EXERCISE → From the first line of the entries below to the line with "use crate::core::fiscal::FiscalCalendar;", give each line again exactly.

MATERIAL FOR THIS EXERCISE →
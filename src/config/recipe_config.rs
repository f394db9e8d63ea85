use crate::adapters::storage::LocalStorage;
use crate::config::analyst_config::{substitute_env_vars, AnalystConfig};
use crate::core::dates::{DateParser, DayOrder};
use crate::core::engine::{OutputFormat, OutputTarget, RecipeEngine};
use crate::core::fiscal::FiscalCalendar;
use crate::core::los::{self, LosBands, LosCounting, LosOptions};
use crate::core::period::Period;
use crate::core::steps::{CleanNamesStep, FiscalYearStep, LengthOfStayStep, ParseDatesStep};
use crate::domain::ports::TableStep;
use crate::utils::error::{KitError, Result};
use crate::utils::validation::{self, Validate};
use chrono::NaiveDate;
use serde::{Deserialize, Serialize};
use std::path::Path;

const PERIOD_PLACEHOLDER: &str = "{period}";

#[derive(Debug, Clone, Serialize, Deserialize)]
pub struct RecipeConfig {
    pub recipe: RecipeInfo,
    pub input: InputConfig,
    #[serde(default)]
    pub steps: Vec<StepConfig>,
    pub output: OutputConfig,
}

#[derive(Debug, Clone, Serialize, Deserialize)]
pub struct RecipeInfo {
    pub name: String,
    pub description: Option<String>,
    /// Fixed folder date; defaults to the configured reporting period.
    pub period: Option<Period>,
}

#[derive(Debug, Clone, Serialize, Deserialize)]
pub struct InputConfig {
    /// Relative to the recipe's base directory; may contain `{period}`.
    pub path: String,
}

#[derive(Debug, Clone, Serialize, Deserialize)]
#[serde(tag = "type", rename_all = "snake_case")]
pub enum StepConfig {
    ParseDates {
        column: String,
        into: Option<String>,
        day_first: Option<bool>,
    },
    LengthOfStay {
        admit: String,
        discharge: String,
        output: Option<String>,
        inclusive: Option<bool>,
        /// `YYYY-MM-DD`, `period_end` or `today`.
        as_of: Option<String>,
        bands: Option<Vec<i64>>,
    },
    FiscalYear {
        column: String,
        quarter: Option<bool>,
        start_month: Option<u32>,
    },
    CleanNames,
}

#[derive(Debug, Clone, Serialize, Deserialize)]
pub struct OutputConfig {
    /// Relative to the recipe's base directory; may contain `{period}`.
    pub dir: String,
    pub file_stem: String,
    pub formats: Vec<String>,
    pub sheet_name: Option<String>,
    pub overwrite: Option<bool>,
}

/// Values a recipe is resolved against at run time.
pub struct RecipeContext<'a> {
    pub analyst: &'a AnalystConfig,
    pub period: Period,
    pub today: NaiveDate,
}

impl RecipeConfig {
    pub fn from_file<P: AsRef<Path>>(path: P) -> Result<Self> {
        let content = std::fs::read_to_string(&path).map_err(KitError::IoError)?;
        Self::from_toml_str(&content)
    }

    pub fn from_toml_str(content: &str) -> Result<Self> {
        let processed_content = substitute_env_vars(content);

        toml::from_str(&processed_content).map_err(|e| KitError::ConfigValidationError {
            field: "toml_parsing".to_string(),
            message: format!("TOML parsing error: {}", e),
        })
    }

    pub fn input_path(&self, period: &Period) -> String {
        fill_period(&self.input.path, period)
    }

    pub fn output_targets(&self, period: &Period) -> Result<Vec<OutputTarget>> {
        let dir = fill_period(&self.output.dir, period);
        let stem = fill_period(&self.output.file_stem, period);
        let sheet_name = self
            .output
            .sheet_name
            .clone()
            .unwrap_or_else(|| self.recipe.name.clone());
        let overwrite = self.output.overwrite.unwrap_or(false);

        self.output
            .formats
            .iter()
            .map(|format| {
                let format = parse_format(format)?;
                let file_name = format!("{}.{}", stem, format.extension());
                let path = Path::new(&dir).join(file_name).to_string_lossy().into_owned();
                Ok(OutputTarget {
                    path,
                    format,
                    sheet_name: sheet_name.clone(),
                    overwrite,
                })
            })
            .collect()
    }

    pub fn build_steps(&self, ctx: &RecipeContext<'_>) -> Result<Vec<Box<dyn TableStep>>> {
        let base_parser = ctx.analyst.date_parser();
        let with_order = |day_first: Option<bool>| -> DateParser {
            match day_first {
                Some(true) => DateParser::new(DayOrder::DayFirst)
                    .with_na_values(&ctx.analyst.dates.na_values),
                Some(false) => DateParser::new(DayOrder::MonthFirst)
                    .with_na_values(&ctx.analyst.dates.na_values),
                None => base_parser.clone(),
            }
        };

        let mut steps: Vec<Box<dyn TableStep>> = Vec::with_capacity(self.steps.len());
        for step in &self.steps {
            let built: Box<dyn TableStep> = match step {
                StepConfig::ParseDates {
                    column,
                    into,
                    day_first,
                } => Box::new(ParseDatesStep {
                    column: column.clone(),
                    into: into.clone(),
                    parser: with_order(*day_first),
                }),
                StepConfig::LengthOfStay {
                    admit,
                    discharge,
                    output,
                    inclusive,
                    as_of,
                    bands,
                } => Box::new(LengthOfStayStep {
                    admit_column: admit.clone(),
                    discharge_column: discharge.clone(),
                    output_column: output.clone().unwrap_or_else(|| "los_days".to_string()),
                    options: LosOptions {
                        counting: if inclusive.unwrap_or(false) {
                            LosCounting::Inclusive
                        } else {
                            LosCounting::Nights
                        },
                        as_of: as_of
                            .as_deref()
                            .map(|raw| resolve_as_of(raw, ctx))
                            .transpose()?,
                    },
                    bands: bands.clone().map(LosBands::new),
                    parser: base_parser.clone(),
                }),
                StepConfig::FiscalYear {
                    column,
                    quarter,
                    start_month,
                } => {
                    let calendar = match start_month {
                        Some(month) => FiscalCalendar::new(*month, ctx.analyst.fiscal.label)?,
                        None => ctx.analyst.fiscal_calendar()?,
                    };
                    Box::new(FiscalYearStep {
                        column: column.clone(),
                        calendar,
                        with_quarter: quarter.unwrap_or(true),
                        parser: base_parser.clone(),
                    })
                }
                StepConfig::CleanNames => Box::new(CleanNamesStep),
            };
            steps.push(built);
        }
        Ok(steps)
    }

    pub fn build_engine(
        &self,
        base_dir: &Path,
        ctx: &RecipeContext<'_>,
    ) -> Result<RecipeEngine<LocalStorage>> {
        let mut engine =
            RecipeEngine::new(LocalStorage::new(base_dir), self.input_path(&ctx.period));
        for step in self.build_steps(ctx)? {
            engine = engine.with_step(step);
        }
        for target in self.output_targets(&ctx.period)? {
            engine = engine.with_output(target);
        }
        Ok(engine)
    }
}

fn fill_period(template: &str, period: &Period) -> String {
    template.replace(PERIOD_PLACEHOLDER, &period.to_string())
}

fn parse_format(raw: &str) -> Result<OutputFormat> {
    match raw.trim().to_ascii_lowercase().as_str() {
        "csv" => Ok(OutputFormat::Csv),
        "xlsx" => Ok(OutputFormat::Xlsx),
        other => Err(KitError::InvalidConfigValueError {
            field: "output.formats".to_string(),
            value: other.to_string(),
            reason: "Unsupported format. Valid formats: csv, xlsx".to_string(),
        }),
    }
}

fn resolve_as_of(raw: &str, ctx: &RecipeContext<'_>) -> Result<NaiveDate> {
    los::resolve_as_of(raw, &ctx.period, ctx.today, &ctx.analyst.date_parser())
}

impl Validate for RecipeConfig {
    fn validate(&self) -> Result<()> {
        validation::validate_non_empty_string("recipe.name", &self.recipe.name)?;
        validation::validate_path("input.path", &self.input.path)?;
        validation::validate_extension("input.path", &self.input.path, &["csv"])?;
        validation::validate_path("output.dir", &self.output.dir)?;
        validation::validate_non_empty_string("output.file_stem", &self.output.file_stem)?;

        if self.output.formats.is_empty() {
            return Err(KitError::config_validation(
                "output.formats",
                "At least one output format is required",
            ));
        }
        for format in &self.output.formats {
            validation::validate_one_of(
                "output.formats",
                &format.trim().to_ascii_lowercase(),
                &["csv", "xlsx"],
            )?;
        }

        for step in &self.steps {
            match step {
                StepConfig::ParseDates { column, .. } => {
                    validation::validate_non_empty_string("steps.column", column)?
                }
                StepConfig::LengthOfStay {
                    admit, discharge, ..
                } => {
                    validation::validate_non_empty_string("steps.admit", admit)?;
                    validation::validate_non_empty_string("steps.discharge", discharge)?;
                }
                StepConfig::FiscalYear {
                    column, start_month, ..
                } => {
                    validation::validate_non_empty_string("steps.column", column)?;
                    if let Some(month) = start_month {
                        validation::validate_range("steps.start_month", *month, 1..=12)?;
                    }
                }
                StepConfig::CleanNames => {}
            }
        }
        Ok(())
    }
}

#[cfg(test)]
mod tests {
    use super::*;

    const RECIPE: &str = r#"
[recipe]
name = "quarterly-los"
description = "Length of stay for the quarter"

[input]
path = "data/raw/{period}/bookings.csv"

[[steps]]
type = "clean_names"

[[steps]]
type = "length_of_stay"
admit = "booking_date"
discharge = "release_date"
as_of = "period_end"
bands = [7, 30]

[[steps]]
type = "fiscal_year"
column = "booking_date"

[output]
dir = "output/{period}"
file_stem = "los_{period}"
formats = ["csv", "xlsx"]
sheet_name = "LOS"
"#;

    #[test]
    fn test_parse_recipe() {
        let recipe = RecipeConfig::from_toml_str(RECIPE).unwrap();
        assert!(recipe.validate().is_ok());
        assert_eq!(recipe.steps.len(), 3);
        assert!(matches!(recipe.steps[0], StepConfig::CleanNames));

        let period: Period = "2025_Q1".parse().unwrap();
        assert_eq!(recipe.input_path(&period), "data/raw/2025_Q1/bookings.csv");

        let targets = recipe.output_targets(&period).unwrap();
        assert_eq!(targets.len(), 2);
        assert!(targets[0].path.ends_with("los_2025_Q1.csv"));
        assert_eq!(targets[1].format, OutputFormat::Xlsx);
        assert_eq!(targets[1].sheet_name, "LOS");
        assert!(!targets[1].overwrite);
    }

    #[test]
    fn test_build_steps_resolves_as_of() {
        let recipe = RecipeConfig::from_toml_str(RECIPE).unwrap();
        let analyst = AnalystConfig::default();
        let ctx = RecipeContext {
            analyst: &analyst,
            period: "2025_Q1".parse().unwrap(),
            today: NaiveDate::from_ymd_opt(2025, 4, 10).unwrap(),
        };
        let steps = recipe.build_steps(&ctx).unwrap();
        let names: Vec<&str> = steps.iter().map(|s| s.name()).collect();
        assert_eq!(names, vec!["clean_names", "length_of_stay", "fiscal_year"]);

        let period = ctx.period;
        assert_eq!(
            resolve_as_of("period_end", &ctx).unwrap(),
            period.end_date()
        );
        assert_eq!(resolve_as_of("today", &ctx).unwrap(), ctx.today);
        assert_eq!(
            resolve_as_of("Feb 14, 2025", &ctx).unwrap(),
            NaiveDate::from_ymd_opt(2025, 2, 14).unwrap()
        );
        assert!(resolve_as_of("March 3rd", &ctx).is_err());
    }

    #[test]
    fn test_validation_rejects_bad_recipes() {
        let bad_format = RECIPE.replace(r#"formats = ["csv", "xlsx"]"#, r#"formats = ["json"]"#);
        let recipe = RecipeConfig::from_toml_str(&bad_format).unwrap();
        assert!(recipe.validate().is_err());

        let bad_input = RECIPE.replace("bookings.csv", "bookings.xlsx");
        let recipe = RecipeConfig::from_toml_str(&bad_input).unwrap();
        assert!(recipe.validate().is_err());

        let unknown_step = RECIPE.replace(r#"type = "clean_names""#, r#"type = "pivot""#);
        assert!(RecipeConfig::from_toml_str(&unknown_step).is_err());
    }
}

YOUR RESPONSE →
filename src/config/recipe_config.rs
repository f394db9e8d63ea85
use crate::adapters::storage::LocalStorage;
use crate::config::analyst_config::{substitute_env_vars, AnalystConfig};
use crate::core::dates::{DateParser, DayOrder};
use crate::core::engine::{OutputFormat, OutputTarget, RecipeEngine};
use crate::core::fiscal::FiscalCalendar;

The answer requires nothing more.